Does anybody not love the film “Crossing Delancey,” a 1988 romantic comedy and one of the most charming love letters to our city?

Now that Joan Micklin Silver’s cult classic (written by Susan Sandler, based on her play) is turning the ripe old age of 30 years, we can step back and assess what it says about us and our little town.

“Crossing Delancey” stars the dazzling Amy Irving as Izzy, a pretty, likable Jewish woman in her thirties navigating New York in the go-go 1980s. Izzy practically pats herself on the back for escaping the Lower East Side, which she regards as a quaint, if stultifying, neighborhood.

If the Lower East Side is slightly grubby, in her mind, Izzy has found fulfillment — where else? — on the upwardly mobile Upper West Side. Izzy, ambitious to make her mark in the world of the literati, is thrilled that her job in a book store puts her in close contact with New York literary lions, despite how haughty and emotionally shallow they may be.

Izzy personifies social mobility. But Sam (the terrific as always Peter Riegert) represents a bygone era in the city.

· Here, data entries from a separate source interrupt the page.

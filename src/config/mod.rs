//! Configuration management subsystem.
//!
//! # Data Flow
//! ```text
//! config file (TOML)
//!     → loader.rs (parse & deserialize)
//!     → validation.rs (semantic checks)
//!     → ProxyConfig (validated, immutable)
//!     → handed to HttpServer::new at startup
//! ```
//!
//! # Design Decisions
//! - Config is immutable once loaded; backend membership is fixed for the process
//! - All fields have defaults to allow minimal configs
//! - Validation separates syntactic (serde) from semantic checks

pub mod loader;
pub mod schema;
pub mod validation;

pub use loader::{load_config, parse_config, ConfigError};
pub use schema::AdminConfig;
pub use schema::BackendsConfig;
pub use schema::DatabaseConfig;
pub use schema::HealthCheckConfig;
pub use schema::ListenerConfig;
pub use schema::LogFormat;
pub use schema::ObservabilityConfig;
pub use schema::ProxyConfig;
pub use schema::RateLimitConfig;
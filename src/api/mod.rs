//! Menstra backend REST client.
//!
//! Every call is authorised with the session's bearer token. Failures are
//! returned as-is; the app layer decides what the user sees.

use anyhow::{Context, Result};
use reqwest::Client;
use serde::{Deserialize, Serialize};

use crate::auth::Session;
use crate::calendar::{parse_iso_date, to_iso_timestamp, Interval};
use crate::config::BackendConfig;
use crate::prediction::ForecastDto;

// ─── API types ────────────────────────────────────────────────────────────────

/// A recorded period as stored by the backend.
#[derive(Debug, Clone, PartialEq, Eq, Serialize, Deserialize)]
pub struct Menstruation {
    pub start: String,
    pub end:   String,
}

impl Menstruation {
    pub fn from_interval(iv: &Interval) -> Self {
        Self { start: to_iso_timestamp(iv.start()), end: to_iso_timestamp(iv.end()) }
    }

    /// `None` when either bound is unparseable or the range is inverted.
    pub fn to_interval(&self) -> Option<Interval> {
        let start = parse_iso_date(&self.start)?;
        let end   = parse_iso_date(&self.end)?;
        Interval::new(start, end).ok()
    }
}

// ─── Client ───────────────────────────────────────────────────────────────────

pub struct BackendClient {
    http:  Client,
    base:  String,
    token: String,
}

impl BackendClient {
    pub fn new(config: &BackendConfig, session: &Session) -> Result<Self> {
        Ok(Self {
            http: Client::builder()
                .timeout(std::time::Duration::from_secs(config.timeout_seconds))
                .user_agent("Menstra/0.1")
                .build()
                .context("building backend http client")?,
            base:  config.url.trim_end_matches('/').to_owned(),
            token: session.token.clone(),
        })
    }

    fn bearer(&self) -> String {
        format!("Bearer {}", self.token)
    }

    fn url(&self, path: &str) -> String {
        format!("{}/{}", self.base, path)
    }

    // ── Menstruation ──────────────────────────────────────────────────────────

    pub async fn prediction(&self) -> Result<ForecastDto> {
        Ok(self.http.get(self.url("menstruation/prediction"))
            .header("Authorization", self.bearer())
            .send().await?.error_for_status()?.json().await?)
    }

    pub async fn menstruations(&self) -> Result<Vec<Menstruation>> {
        Ok(self.http.get(self.url("menstruation"))
            .header("Authorization", self.bearer())
            .send().await?.error_for_status()?.json().await?)
    }

    pub async fn create_menstruation(&self, iv: &Interval) -> Result<Menstruation> {
        let created: Menstruation = self.http.post(self.url("menstruation"))
            .header("Authorization", self.bearer())
            .json(&Menstruation::from_interval(iv))
            .send().await?.error_for_status()?.json().await?;
        tracing::info!("recorded period {} – {}", iv.start(), iv.end());
        Ok(created)
    }

    // ── Account ───────────────────────────────────────────────────────────────

    /// Detaches all period data from the account.
    pub async fn unlink_data(&self) -> Result<()> {
        self.http.post(self.url("user/unlink"))
            .header("Authorization", self.bearer())
            .send().await?.error_for_status()?;
        Ok(())
    }

    pub async fn delete_data(&self) -> Result<()> {
        self.http.delete(self.url("user/data"))
            .header("Authorization", self.bearer())
            .send().await?.error_for_status()?;
        Ok(())
    }

    pub async fn delete_account(&self) -> Result<()> {
        self.http.delete(self.url("user"))
            .header("Authorization", self.bearer())
            .send().await?.error_for_status()?;
        Ok(())
    }
}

He owns a pickle shop and reeks of an ethnic working-class ethos that Izzy looks down on — but in the nicest possible way. With the help of an old-fashioned matchmaker, Izzy and Sam get together and find common ground over pickles and books.

“Crossing Delancey” is also a snapshot of the city’s past. The Lower East Side used to be buzzing with merchants like Sam. They carried on family traditions and took tremendous pride in their work, as unglamorous as it was to the people uptown. Now, regrettably, the neighborhood resembles other corners of the city. You know the modern Manhattan, complete with a bank on every city block.

What does this say about us? Is it inherently evil to want to kill time in a Starbucks instead of a mom and pop shop a few doors down? Yes, these little stores are all odes to a simpler time that many of our grandparents embraced — but Whole Foods is so much more convenient. And closer.

I recently wrote a piece about the demise of the Village Voice, in its own way as much of a symbol of “old” New York as anything. Now it’s gone because it couldn’t keep up with the media’s changing economics.

I bet Peter Riegert’s character read the Voice faithfully. Izzy might be more inclined to check out the Vulture culture section of New York magazine. It says a lot about you depending on which of the two you preferred to peruse every week.

Again, no blame assigned here. No guilt, either. It’s just the way it is.

But cultural dissertations should not detract from the sheer likability of “Crossing Delancey.” Amy Irving and Peter Riegert turn in intelligent, engaging performances. (I don’t know of any Jewish guy who secretly wishes he was as naturally cool as Peter’s character, Sam Posner). Sure, critics can poke holes in aspects of the film but they would be carping and quibbling.

This movie would be perfect for a family-video night. Parents could show their kids the city where they grew up, before the iPhone and texting and streaming and (oy vey) mass-market video games and (oy gevalt) Thursday Night NFL games.

Now disregard everything I’ve just written. Check out the movie. You’ll laugh. You’ll tear up in happiness. Then you can go downtown for little nosh.